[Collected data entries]
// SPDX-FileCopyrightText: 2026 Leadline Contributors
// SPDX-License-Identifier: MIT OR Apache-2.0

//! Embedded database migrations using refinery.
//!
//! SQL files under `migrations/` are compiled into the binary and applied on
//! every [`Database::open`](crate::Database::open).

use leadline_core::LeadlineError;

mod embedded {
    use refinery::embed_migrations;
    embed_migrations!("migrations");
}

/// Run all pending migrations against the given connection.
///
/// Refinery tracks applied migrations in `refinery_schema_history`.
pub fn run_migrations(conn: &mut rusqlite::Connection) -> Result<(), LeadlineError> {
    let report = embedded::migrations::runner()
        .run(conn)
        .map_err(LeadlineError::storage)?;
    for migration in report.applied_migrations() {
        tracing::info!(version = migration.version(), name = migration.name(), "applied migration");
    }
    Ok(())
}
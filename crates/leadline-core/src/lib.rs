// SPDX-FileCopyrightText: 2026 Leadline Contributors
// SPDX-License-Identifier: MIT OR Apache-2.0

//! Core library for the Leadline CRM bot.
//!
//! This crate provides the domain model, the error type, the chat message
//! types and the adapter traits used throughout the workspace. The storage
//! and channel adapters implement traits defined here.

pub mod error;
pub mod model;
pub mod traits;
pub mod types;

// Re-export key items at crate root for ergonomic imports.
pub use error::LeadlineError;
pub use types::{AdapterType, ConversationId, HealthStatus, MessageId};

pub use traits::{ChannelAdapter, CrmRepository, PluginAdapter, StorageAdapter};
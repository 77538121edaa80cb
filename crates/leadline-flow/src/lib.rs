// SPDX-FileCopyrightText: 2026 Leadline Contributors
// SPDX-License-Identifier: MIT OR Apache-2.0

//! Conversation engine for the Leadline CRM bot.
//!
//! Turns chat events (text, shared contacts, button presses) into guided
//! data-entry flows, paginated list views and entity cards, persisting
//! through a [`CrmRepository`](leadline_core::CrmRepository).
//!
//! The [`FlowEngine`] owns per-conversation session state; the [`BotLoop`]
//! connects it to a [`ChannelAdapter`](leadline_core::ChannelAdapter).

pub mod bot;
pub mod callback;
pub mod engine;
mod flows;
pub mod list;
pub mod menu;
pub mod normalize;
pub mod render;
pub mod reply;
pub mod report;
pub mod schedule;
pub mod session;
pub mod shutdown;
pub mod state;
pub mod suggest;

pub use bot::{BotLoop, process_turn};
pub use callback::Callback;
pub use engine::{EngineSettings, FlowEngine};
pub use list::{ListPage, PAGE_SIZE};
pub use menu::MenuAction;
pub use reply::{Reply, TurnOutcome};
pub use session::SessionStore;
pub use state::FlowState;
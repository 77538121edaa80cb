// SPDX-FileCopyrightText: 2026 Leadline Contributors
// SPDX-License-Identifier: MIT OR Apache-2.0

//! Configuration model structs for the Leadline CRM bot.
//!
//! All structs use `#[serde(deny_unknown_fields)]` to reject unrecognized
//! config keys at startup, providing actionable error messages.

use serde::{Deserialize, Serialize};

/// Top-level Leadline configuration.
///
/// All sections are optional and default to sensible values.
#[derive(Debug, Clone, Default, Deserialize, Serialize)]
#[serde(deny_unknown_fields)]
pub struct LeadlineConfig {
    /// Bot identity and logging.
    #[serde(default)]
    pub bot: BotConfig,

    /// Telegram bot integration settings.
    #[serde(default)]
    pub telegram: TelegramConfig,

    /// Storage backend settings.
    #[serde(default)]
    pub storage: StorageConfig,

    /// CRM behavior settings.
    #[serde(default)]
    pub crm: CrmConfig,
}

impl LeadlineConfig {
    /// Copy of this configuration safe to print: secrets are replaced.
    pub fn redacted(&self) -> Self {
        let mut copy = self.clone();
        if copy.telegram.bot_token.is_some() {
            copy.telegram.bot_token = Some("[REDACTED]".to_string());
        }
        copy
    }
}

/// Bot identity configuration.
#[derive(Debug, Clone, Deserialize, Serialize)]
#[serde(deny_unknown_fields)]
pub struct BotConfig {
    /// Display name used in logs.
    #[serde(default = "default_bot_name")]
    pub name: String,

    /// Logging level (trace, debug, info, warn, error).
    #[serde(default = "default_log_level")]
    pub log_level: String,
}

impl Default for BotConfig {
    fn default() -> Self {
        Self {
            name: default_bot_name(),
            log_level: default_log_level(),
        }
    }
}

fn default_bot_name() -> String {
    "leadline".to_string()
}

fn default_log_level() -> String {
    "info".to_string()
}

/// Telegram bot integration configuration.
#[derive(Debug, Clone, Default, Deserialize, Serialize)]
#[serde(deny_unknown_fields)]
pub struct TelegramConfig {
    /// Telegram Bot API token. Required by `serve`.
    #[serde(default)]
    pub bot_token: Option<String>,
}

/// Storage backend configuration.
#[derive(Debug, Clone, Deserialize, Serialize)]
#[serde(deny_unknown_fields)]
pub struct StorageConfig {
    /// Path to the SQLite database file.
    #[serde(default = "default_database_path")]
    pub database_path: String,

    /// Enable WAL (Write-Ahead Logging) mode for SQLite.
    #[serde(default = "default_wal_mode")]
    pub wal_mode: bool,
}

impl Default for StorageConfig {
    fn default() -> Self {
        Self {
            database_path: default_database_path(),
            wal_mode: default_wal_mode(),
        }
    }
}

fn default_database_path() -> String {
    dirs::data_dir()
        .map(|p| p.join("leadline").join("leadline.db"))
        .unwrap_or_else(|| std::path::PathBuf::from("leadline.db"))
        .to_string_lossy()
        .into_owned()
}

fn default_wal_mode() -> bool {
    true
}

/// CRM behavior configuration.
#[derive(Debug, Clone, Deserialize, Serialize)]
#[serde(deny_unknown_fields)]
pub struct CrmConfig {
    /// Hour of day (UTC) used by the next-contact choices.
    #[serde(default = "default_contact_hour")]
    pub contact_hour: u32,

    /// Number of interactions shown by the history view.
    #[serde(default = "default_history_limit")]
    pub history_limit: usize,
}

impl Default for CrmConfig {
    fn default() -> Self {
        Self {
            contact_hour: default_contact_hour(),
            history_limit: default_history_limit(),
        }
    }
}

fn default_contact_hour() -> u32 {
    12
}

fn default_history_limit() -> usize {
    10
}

_Work request:_ Where the string "callback" turns up in a line of the data above, copy that whole line.

_Response to the task:_
pub mod callback;
pub use callback::Callback;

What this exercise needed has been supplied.